REQUIRED WORK> Where does the string "still" appear in the material? Copy each line that holds it.

DATA>
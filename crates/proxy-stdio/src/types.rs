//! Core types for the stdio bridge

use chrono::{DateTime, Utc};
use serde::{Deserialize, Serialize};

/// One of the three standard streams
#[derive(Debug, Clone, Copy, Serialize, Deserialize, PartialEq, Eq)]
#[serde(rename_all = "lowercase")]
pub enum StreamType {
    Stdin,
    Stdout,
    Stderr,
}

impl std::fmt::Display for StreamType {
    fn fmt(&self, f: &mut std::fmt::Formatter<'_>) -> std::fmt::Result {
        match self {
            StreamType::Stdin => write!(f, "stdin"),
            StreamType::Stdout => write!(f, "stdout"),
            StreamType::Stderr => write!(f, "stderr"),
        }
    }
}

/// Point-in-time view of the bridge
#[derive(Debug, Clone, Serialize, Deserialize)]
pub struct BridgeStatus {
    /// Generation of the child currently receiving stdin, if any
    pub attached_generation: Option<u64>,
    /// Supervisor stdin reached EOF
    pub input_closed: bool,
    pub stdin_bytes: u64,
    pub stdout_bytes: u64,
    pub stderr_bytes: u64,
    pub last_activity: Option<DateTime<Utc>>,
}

---

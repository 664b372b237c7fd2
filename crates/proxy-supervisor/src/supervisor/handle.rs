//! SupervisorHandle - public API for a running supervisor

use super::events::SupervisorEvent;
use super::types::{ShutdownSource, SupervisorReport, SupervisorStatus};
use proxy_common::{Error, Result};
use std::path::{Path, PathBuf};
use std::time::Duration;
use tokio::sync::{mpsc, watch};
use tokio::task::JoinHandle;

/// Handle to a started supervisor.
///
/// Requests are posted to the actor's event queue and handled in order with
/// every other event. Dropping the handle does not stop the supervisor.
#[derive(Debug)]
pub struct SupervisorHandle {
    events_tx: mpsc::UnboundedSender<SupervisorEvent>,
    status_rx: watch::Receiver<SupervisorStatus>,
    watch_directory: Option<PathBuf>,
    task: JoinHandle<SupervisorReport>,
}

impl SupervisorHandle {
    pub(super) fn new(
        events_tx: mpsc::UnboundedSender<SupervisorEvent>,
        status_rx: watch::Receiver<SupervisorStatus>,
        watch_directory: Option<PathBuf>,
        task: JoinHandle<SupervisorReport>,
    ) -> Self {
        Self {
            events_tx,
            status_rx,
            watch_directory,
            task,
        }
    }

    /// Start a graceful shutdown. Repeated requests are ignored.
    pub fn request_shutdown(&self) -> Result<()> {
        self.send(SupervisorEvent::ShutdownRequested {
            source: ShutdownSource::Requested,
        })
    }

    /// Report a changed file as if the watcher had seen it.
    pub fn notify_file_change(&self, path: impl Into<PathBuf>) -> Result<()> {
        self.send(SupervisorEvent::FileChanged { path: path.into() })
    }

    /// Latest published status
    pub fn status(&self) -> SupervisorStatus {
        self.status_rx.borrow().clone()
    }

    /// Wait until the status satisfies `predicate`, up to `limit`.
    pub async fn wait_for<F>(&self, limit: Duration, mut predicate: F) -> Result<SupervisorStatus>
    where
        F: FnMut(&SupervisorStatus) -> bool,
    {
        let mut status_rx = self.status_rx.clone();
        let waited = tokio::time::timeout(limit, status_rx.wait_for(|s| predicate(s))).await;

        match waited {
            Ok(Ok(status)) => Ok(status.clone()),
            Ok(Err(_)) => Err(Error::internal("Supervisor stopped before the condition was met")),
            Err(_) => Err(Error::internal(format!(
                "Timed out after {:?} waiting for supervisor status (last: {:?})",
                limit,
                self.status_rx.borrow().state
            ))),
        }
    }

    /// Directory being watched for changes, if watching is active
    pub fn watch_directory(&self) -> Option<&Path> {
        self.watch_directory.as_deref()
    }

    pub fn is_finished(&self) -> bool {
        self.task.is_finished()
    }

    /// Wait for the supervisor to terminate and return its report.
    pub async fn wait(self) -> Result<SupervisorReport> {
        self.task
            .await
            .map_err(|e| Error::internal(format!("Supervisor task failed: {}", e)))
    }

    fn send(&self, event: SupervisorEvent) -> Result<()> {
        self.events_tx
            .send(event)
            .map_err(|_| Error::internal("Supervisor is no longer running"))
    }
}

--

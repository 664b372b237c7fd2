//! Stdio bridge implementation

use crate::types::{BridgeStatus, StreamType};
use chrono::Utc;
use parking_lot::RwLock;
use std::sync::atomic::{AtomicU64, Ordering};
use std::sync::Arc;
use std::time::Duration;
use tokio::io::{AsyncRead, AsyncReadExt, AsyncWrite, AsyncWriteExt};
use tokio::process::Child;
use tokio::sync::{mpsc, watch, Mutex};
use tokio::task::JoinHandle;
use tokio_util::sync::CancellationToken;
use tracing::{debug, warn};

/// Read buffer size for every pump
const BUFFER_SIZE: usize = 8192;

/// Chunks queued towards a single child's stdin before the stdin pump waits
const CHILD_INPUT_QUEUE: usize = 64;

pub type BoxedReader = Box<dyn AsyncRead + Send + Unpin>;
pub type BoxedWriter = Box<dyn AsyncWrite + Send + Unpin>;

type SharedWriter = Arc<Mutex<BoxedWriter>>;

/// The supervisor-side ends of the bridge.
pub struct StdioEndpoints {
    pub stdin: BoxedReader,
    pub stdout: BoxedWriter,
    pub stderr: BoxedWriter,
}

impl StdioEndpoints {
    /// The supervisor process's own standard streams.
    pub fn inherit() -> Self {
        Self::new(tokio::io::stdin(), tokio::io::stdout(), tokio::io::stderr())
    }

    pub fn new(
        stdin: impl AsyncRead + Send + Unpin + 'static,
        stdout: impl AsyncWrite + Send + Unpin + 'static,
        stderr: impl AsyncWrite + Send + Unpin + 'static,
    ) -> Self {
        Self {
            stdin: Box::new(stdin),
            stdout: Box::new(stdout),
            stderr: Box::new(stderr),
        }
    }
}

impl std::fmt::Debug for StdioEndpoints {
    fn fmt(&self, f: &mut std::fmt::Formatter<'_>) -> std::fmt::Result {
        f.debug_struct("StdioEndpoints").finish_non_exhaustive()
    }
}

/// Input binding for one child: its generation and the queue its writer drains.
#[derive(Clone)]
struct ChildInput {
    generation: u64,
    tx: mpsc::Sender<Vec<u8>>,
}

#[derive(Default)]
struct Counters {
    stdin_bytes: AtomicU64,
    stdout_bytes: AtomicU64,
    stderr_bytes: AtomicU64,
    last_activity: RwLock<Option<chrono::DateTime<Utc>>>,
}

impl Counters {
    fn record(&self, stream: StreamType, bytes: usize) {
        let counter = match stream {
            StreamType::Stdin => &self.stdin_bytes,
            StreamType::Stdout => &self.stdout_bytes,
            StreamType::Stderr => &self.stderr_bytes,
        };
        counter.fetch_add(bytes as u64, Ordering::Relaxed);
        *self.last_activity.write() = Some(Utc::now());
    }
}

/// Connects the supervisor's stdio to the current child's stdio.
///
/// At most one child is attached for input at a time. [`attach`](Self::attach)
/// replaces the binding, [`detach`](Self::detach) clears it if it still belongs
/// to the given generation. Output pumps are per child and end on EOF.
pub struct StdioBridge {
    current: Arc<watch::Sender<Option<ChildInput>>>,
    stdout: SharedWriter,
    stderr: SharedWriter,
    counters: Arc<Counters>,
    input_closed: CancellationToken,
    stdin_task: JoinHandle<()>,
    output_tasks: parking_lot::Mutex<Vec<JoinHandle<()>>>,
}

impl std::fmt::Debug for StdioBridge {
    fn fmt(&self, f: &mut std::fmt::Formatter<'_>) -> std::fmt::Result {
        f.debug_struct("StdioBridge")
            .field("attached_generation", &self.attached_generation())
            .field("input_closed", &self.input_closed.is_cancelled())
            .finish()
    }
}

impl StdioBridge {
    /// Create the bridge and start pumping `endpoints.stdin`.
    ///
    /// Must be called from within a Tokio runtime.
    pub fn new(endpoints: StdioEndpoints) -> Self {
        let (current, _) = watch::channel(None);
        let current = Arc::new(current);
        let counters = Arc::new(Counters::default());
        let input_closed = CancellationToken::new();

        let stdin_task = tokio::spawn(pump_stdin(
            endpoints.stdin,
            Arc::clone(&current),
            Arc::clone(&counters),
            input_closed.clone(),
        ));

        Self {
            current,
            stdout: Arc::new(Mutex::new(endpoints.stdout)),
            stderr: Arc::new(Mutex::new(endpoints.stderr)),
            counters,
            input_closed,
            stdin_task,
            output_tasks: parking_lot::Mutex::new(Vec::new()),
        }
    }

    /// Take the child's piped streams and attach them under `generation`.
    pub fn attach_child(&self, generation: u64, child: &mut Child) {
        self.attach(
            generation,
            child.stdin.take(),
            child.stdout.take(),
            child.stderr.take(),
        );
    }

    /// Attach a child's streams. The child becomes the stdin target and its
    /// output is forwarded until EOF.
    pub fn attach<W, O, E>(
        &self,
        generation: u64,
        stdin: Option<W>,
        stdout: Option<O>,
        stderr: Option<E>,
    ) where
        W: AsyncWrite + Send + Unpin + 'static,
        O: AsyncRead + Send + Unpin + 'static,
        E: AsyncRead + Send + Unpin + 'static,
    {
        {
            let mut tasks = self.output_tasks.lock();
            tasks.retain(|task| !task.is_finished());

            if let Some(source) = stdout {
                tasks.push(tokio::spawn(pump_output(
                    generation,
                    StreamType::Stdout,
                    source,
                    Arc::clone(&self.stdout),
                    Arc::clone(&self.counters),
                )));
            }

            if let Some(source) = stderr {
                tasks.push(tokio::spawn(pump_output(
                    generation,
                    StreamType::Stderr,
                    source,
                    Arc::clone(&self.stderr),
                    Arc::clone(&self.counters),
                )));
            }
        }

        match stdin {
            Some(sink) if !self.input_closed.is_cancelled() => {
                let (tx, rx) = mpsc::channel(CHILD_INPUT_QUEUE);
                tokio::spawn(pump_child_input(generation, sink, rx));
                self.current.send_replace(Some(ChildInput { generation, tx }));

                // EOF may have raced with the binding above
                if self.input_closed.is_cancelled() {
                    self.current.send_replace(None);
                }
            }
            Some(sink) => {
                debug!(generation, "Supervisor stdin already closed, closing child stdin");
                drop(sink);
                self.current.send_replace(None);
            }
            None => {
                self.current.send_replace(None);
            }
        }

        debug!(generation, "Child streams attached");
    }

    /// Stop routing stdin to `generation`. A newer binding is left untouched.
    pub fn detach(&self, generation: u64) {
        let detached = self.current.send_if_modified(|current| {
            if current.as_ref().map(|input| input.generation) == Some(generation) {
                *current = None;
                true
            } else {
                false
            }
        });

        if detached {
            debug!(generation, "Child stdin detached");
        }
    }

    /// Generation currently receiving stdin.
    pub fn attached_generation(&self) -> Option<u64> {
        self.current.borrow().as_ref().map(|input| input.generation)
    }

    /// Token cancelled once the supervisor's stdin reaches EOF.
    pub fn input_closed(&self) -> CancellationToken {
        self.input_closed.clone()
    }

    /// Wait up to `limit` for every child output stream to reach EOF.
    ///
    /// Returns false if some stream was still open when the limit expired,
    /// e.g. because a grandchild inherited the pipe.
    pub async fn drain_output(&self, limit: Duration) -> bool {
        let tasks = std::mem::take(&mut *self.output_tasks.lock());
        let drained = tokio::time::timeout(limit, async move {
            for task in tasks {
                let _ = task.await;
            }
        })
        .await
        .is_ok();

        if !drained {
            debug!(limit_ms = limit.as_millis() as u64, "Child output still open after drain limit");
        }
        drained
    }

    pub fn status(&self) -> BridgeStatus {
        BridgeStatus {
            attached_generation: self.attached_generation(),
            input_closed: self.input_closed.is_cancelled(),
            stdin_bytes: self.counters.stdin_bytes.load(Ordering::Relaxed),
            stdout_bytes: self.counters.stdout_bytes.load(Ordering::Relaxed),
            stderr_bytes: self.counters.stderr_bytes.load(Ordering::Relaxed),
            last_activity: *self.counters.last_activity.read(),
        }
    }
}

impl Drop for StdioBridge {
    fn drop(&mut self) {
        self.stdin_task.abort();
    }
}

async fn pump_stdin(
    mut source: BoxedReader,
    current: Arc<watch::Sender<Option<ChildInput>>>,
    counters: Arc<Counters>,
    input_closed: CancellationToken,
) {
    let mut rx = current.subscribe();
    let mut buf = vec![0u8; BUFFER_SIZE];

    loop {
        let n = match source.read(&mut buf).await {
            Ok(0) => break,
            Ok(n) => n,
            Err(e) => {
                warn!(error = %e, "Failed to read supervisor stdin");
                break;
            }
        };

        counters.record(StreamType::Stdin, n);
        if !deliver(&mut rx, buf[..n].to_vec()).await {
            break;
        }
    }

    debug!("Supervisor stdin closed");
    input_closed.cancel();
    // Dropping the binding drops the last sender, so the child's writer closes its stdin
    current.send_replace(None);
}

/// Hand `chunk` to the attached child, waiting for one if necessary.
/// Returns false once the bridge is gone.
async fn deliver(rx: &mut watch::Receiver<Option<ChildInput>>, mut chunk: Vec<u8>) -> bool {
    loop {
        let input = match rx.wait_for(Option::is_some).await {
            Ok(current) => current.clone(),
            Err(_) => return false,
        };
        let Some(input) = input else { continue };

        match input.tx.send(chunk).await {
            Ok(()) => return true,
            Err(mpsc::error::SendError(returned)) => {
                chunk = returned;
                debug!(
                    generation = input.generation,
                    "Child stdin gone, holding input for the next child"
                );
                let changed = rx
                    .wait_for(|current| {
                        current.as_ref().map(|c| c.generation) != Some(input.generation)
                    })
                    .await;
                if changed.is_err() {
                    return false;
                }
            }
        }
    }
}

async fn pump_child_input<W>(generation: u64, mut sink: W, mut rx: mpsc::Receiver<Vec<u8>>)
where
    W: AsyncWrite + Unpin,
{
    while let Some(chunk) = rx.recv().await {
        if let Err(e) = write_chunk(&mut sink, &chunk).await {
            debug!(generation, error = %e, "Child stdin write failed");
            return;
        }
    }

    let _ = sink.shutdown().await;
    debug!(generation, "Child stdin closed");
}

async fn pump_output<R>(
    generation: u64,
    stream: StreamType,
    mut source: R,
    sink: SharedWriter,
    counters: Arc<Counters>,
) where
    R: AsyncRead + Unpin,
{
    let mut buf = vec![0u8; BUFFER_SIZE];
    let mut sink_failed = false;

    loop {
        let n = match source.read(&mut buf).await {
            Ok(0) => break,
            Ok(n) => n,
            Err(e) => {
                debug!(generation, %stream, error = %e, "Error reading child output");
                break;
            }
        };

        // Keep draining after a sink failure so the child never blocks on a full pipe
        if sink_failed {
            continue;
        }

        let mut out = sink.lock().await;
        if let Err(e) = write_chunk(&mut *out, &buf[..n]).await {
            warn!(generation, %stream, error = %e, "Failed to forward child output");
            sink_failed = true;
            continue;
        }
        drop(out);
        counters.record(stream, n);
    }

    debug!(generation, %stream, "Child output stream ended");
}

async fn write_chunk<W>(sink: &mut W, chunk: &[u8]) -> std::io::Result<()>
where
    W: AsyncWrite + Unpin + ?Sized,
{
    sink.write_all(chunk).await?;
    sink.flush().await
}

FINISHED EXERCISE>
/// replaces the binding, [`detach`](Self::detach) clears it if it still belongs
    /// Returns false if some stream was still open when the limit expired,
            debug!(limit_ms = limit.as_millis() as u64, "Child output still open after drain limit");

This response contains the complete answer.